Required action →
Below is a block of records. Copy every line in it that contains the word "super".

Material supplied: Begin

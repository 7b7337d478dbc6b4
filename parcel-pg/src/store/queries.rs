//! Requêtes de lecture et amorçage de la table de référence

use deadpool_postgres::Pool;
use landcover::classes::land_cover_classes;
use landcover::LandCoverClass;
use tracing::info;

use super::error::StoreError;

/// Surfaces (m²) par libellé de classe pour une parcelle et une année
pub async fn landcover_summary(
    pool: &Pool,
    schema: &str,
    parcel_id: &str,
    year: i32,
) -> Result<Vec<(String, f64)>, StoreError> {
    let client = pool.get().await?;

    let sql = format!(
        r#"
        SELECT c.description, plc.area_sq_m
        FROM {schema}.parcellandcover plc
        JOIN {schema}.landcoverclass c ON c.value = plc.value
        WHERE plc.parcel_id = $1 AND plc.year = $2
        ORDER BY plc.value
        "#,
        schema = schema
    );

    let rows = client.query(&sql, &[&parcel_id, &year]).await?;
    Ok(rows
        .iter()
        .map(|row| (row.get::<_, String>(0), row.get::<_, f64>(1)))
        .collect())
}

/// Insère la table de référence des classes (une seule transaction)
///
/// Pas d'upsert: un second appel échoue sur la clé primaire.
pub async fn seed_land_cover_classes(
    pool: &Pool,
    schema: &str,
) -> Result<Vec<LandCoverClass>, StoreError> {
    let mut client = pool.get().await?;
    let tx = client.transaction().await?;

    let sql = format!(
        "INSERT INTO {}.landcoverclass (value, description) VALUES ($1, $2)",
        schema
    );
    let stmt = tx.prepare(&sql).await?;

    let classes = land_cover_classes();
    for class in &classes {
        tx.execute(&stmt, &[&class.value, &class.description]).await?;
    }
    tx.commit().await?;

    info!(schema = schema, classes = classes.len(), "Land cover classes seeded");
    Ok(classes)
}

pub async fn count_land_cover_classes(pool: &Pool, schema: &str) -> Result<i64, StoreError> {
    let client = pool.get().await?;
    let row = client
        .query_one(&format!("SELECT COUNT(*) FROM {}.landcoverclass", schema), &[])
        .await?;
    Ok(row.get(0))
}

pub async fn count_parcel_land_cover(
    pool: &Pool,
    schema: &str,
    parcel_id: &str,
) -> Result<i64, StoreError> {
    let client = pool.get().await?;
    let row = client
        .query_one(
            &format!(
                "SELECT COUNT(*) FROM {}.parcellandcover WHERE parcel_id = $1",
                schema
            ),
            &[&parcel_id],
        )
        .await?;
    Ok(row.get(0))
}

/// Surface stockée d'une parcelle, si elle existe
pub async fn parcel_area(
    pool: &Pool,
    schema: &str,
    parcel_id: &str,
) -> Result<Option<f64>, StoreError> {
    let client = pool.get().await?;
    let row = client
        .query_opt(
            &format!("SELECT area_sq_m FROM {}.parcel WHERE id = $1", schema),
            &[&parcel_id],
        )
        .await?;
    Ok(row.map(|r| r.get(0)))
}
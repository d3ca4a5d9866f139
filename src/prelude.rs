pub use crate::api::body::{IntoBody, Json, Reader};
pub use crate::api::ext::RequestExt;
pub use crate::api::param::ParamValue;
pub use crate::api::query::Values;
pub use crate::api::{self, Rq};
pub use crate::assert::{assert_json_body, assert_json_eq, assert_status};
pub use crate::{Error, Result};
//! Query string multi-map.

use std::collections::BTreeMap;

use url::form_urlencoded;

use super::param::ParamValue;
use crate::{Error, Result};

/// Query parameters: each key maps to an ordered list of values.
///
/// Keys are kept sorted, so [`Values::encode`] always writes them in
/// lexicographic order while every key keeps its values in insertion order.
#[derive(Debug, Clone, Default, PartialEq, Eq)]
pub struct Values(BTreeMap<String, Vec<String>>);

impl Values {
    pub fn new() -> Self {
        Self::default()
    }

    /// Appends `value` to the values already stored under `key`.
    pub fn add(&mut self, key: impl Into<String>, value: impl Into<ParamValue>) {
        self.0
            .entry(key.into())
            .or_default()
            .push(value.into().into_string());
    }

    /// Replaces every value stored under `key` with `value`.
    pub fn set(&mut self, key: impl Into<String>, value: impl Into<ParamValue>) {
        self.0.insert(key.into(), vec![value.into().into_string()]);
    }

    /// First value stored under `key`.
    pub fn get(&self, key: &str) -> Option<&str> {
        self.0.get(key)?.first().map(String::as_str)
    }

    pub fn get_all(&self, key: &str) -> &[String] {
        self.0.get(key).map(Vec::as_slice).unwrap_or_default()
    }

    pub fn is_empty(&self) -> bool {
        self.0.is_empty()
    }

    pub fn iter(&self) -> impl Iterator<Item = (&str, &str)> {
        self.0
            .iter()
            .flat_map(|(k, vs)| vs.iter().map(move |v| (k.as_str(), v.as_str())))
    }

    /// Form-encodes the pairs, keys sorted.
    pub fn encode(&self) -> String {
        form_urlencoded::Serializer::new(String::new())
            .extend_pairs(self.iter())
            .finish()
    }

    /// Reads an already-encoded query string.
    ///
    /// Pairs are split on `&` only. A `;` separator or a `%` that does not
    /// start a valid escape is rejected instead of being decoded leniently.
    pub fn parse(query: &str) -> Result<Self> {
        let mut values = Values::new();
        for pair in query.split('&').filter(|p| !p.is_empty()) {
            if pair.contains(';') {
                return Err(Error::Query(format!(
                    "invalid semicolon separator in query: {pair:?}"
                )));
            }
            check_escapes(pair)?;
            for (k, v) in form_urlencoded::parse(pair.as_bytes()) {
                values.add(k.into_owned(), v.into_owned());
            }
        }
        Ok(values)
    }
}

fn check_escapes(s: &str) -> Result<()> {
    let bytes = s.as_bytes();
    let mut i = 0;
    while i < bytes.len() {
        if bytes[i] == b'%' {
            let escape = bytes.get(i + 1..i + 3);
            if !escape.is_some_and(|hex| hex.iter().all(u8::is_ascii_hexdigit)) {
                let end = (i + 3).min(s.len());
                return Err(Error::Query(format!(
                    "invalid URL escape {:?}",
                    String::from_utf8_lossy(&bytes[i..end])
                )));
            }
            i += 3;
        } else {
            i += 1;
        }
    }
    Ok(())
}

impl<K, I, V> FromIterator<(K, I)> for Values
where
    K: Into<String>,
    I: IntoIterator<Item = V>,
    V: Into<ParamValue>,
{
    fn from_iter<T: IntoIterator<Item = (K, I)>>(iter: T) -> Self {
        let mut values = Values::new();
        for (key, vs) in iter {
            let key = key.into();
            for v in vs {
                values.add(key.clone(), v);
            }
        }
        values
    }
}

Material supplied: End
Material supplied: Begin

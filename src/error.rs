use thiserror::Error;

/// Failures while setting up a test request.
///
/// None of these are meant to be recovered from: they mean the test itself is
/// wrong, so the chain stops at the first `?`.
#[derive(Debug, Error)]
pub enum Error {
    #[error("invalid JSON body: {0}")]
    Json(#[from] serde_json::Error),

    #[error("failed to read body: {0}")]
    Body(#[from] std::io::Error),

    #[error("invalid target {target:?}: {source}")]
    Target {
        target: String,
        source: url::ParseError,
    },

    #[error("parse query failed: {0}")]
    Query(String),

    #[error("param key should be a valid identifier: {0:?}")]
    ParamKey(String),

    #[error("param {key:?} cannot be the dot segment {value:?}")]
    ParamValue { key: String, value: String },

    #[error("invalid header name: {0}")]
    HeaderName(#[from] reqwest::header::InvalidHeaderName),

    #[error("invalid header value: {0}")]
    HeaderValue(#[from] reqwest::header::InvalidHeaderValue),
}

Material supplied: End

Answer area →
use super::error::StoreError;
use super::param::ParamValue;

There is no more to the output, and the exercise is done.